Outside of banging my head against the wall with Korean, one of my primary hobbies has been browsing this and other forums and plotting my language learning approach. One of the most important pieces of advice, that doesn't apply just to language learning and took me ridiculously long to properly internalize, is that you get better at whatever you spend the most time practicing. When I spent most of my study time reading, without much dedicated grammar or vocab study and no effort whatsoever put into productive skills, I did eventually make discernable progress with reading in Korean. I got much better at guessing, tolerating ambiguity, and just pcking up what I could and plugging along. But I'm still far away from being able to just read to fill in all the remaining gaps in my knowledge. The gaps are more like chasms.

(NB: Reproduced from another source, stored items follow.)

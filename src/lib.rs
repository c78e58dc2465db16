//! Swara Notation Grid Editor Core
//!
//! This crate is the editing engine behind a line/column grid of swara
//! notation paired with lyric text. It owns the composition document and
//! decides what a symbol pick does to it, how focus auto-advances through
//! the grid, how rectangular ranges of columns are selected and
//! copy/pasted, and how documents round-trip through key/value storage.
//! Rendering and the symbol palette live outside; the palette only calls
//! [`GridNavigator::choose_symbol`] with a symbol and a modifier flag.

pub mod models;
pub mod navigator;
pub mod persistence;
pub mod selection;
pub mod store;

// Re-export commonly used types
pub use models::core::*;
pub use models::position::*;
pub use navigator::GridNavigator;
pub use persistence::{
    export_json, import_from_text, DirStore, ExportFile, IndexEntry, KeyValueStore, MemoryStore,
    PersistenceError, PersistenceGateway, StorageError,
};
pub use selection::SegmentSelector;
pub use store::CompositionStore;
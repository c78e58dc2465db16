//! Error types for the persistence layer

use thiserror::Error;

/// Failures raised by a [`KeyValueStore`](super::storage::KeyValueStore)
/// backend.
#[derive(Error, Debug)]
pub enum StorageError {
    #[error("storage i/o error: {0}")]
    Io(#[from] std::io::Error),

    #[error("storage backend error: {0}")]
    Backend(String),
}

/// Recoverable failures from gateway operations. None of these leave the
/// caller's working document in a partially-mutated state; a document is
/// only swapped in after a load or import fully succeeds.
#[derive(Error, Debug)]
pub enum PersistenceError {
    #[error("storage error: {0}")]
    Storage(#[from] StorageError),

    /// Import text failed to parse or is missing required fields.
    #[error("invalid composition format: {reason}")]
    InvalidFormat { reason: String },

    /// A stored entry exists but no longer parses.
    #[error("stored entry is corrupted: {0}")]
    Corrupt(#[from] serde_json::Error),

    #[error("no saved composition with id `{0}`")]
    NotFound(String),
}

impl PersistenceError {
    pub(crate) fn invalid(reason: impl Into<String>) -> Self {
        PersistenceError::InvalidFormat {
            reason: reason.into(),
        }
    }
}
//! Key/value storage abstraction
//!
//! The gateway is storage-agnostic: anything implementing [`KeyValueStore`]
//! can back it. [`MemoryStore`] serves tests and ephemeral sessions;
//! [`DirStore`] keeps one file per key under a root directory.

use std::collections::BTreeMap;
use std::fs;
use std::io::ErrorKind;
use std::path::{Path, PathBuf};

use super::errors::StorageError;

/// Minimal key/value capability the gateway needs. Keys are generated by
/// the gateway from slugs and dots and are always path-safe.
pub trait KeyValueStore {
    fn get(&self, key: &str) -> Result<Option<String>, StorageError>;
    fn set(&mut self, key: &str, value: &str) -> Result<(), StorageError>;
    fn remove(&mut self, key: &str) -> Result<(), StorageError>;
    fn keys(&self) -> Result<Vec<String>, StorageError>;
}

/// In-memory store.
#[derive(Clone, Debug, Default)]
pub struct MemoryStore {
    entries: BTreeMap<String, String>,
}

impl MemoryStore {
    pub fn new() -> Self {
        Self::default()
    }
}

impl KeyValueStore for MemoryStore {
    fn get(&self, key: &str) -> Result<Option<String>, StorageError> {
        Ok(self.entries.get(key).cloned())
    }

    fn set(&mut self, key: &str, value: &str) -> Result<(), StorageError> {
        self.entries.insert(key.to_string(), value.to_string());
        Ok(())
    }

    fn remove(&mut self, key: &str) -> Result<(), StorageError> {
        self.entries.remove(key);
        Ok(())
    }

    fn keys(&self) -> Result<Vec<String>, StorageError> {
        Ok(self.entries.keys().cloned().collect())
    }
}

/// Directory-backed store: each key lives in `<root>/<key>.json`.
#[derive(Clone, Debug)]
pub struct DirStore {
    root: PathBuf,
}

impl DirStore {
    /// Open (creating if needed) a store rooted at `root`.
    pub fn open(root: impl AsRef<Path>) -> Result<Self, StorageError> {
        let root = root.as_ref().to_path_buf();
        fs::create_dir_all(&root)?;
        Ok(Self { root })
    }

    fn path_for(&self, key: &str) -> PathBuf {
        self.root.join(format!("{}.json", key))
    }
}

impl KeyValueStore for DirStore {
    fn get(&self, key: &str) -> Result<Option<String>, StorageError> {
        match fs::read_to_string(self.path_for(key)) {
            Ok(contents) => Ok(Some(contents)),
            Err(e) if e.kind() == ErrorKind::NotFound => Ok(None),
            Err(e) => Err(e.into()),
        }
    }

    fn set(&mut self, key: &str, value: &str) -> Result<(), StorageError> {
        fs::write(self.path_for(key), value)?;
        Ok(())
    }

    fn remove(&mut self, key: &str) -> Result<(), StorageError> {
        match fs::remove_file(self.path_for(key)) {
            Ok(()) => Ok(()),
            Err(e) if e.kind() == ErrorKind::NotFound => Ok(()),
            Err(e) => Err(e.into()),
        }
    }

    fn keys(&self) -> Result<Vec<String>, StorageError> {
        let mut keys = Vec::new();
        for entry in fs::read_dir(&self.root)? {
            let entry = entry?;
            let name = entry.file_name();
            let Some(name) = name.to_str() else { continue };
            if let Some(key) = name.strip_suffix(".json") {
                keys.push(key.to_string());
            }
        }
        keys.sort();
        Ok(keys)
    }
}

#[cfg(test)]
mod tests {
    use super::*;

    #[test]
    fn test_memory_store_round_trip() {
        let mut store = MemoryStore::new();
        store.set("a", "1").unwrap();
        store.set("b", "2").unwrap();
        assert_eq!(store.get("a").unwrap().as_deref(), Some("1"));
        assert_eq!(store.get("missing").unwrap(), None);
        assert_eq!(store.keys().unwrap(), vec!["a", "b"]);

        store.remove("a").unwrap();
        assert_eq!(store.get("a").unwrap(), None);
    }

    #[test]
    fn test_dir_store_round_trip() {
        let dir = tempfile::tempdir().unwrap();
        let mut store = DirStore::open(dir.path()).unwrap();

        store.set("song.index", "{}").unwrap();
        store.set("song.abc-1", "{\"x\":1}").unwrap();
        assert_eq!(store.get("song.index").unwrap().as_deref(), Some("{}"));
        assert_eq!(
            store.keys().unwrap(),
            vec!["song.abc-1".to_string(), "song.index".to_string()]
        );

        store.remove("song.abc-1").unwrap();
        assert_eq!(store.get("song.abc-1").unwrap(), None);
        // Removing a missing key is fine
        store.remove("song.abc-1").unwrap();
    }
}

My receptive skills for conversation are sort of OK. I can usually follow along in basic, everyday interactions but more than I would like of that is reliant on my guesses to fill in what I didn't quite comprehend fully. It's hard to properly assess my level of understanding in real world interactions, and lately I've been doing some more focused watching which lets me check understanding a bit more carefully. I can watch 똘똘이, a kids animation available on Netflix here in Korea, and understand pretty much everything in an 11 minute episode. I think the last episode I watched I encountered 2 unknown words (some episodes would certainly be more, but it's a fairly simple - though, at least for me, enjoyable enough - kids show, so you could probably argue you can understand almost everything without knowing a word of Korean). I would definitely miss more without subtitles. I've been watching some of 갯마을 (Hometown Cha Cha Cha), a K-drama, as well. There I can go stretches where I understand most of the dialogue, but only short stretches where it's fairly simple things. It's still a very nice feeling to be able to understand even that much. Then my vocabularly rapidly begins to fail me. Even with pausing and looking up words (or checking the English subs with Language Reactor) to eliminate the vocabularly weakness, a lot of the grammar I am way too slow to parse in real-time, even if I "know" the grammar patterns in question and would be ok reading them. At spoken speed my parsing falls woefully behind.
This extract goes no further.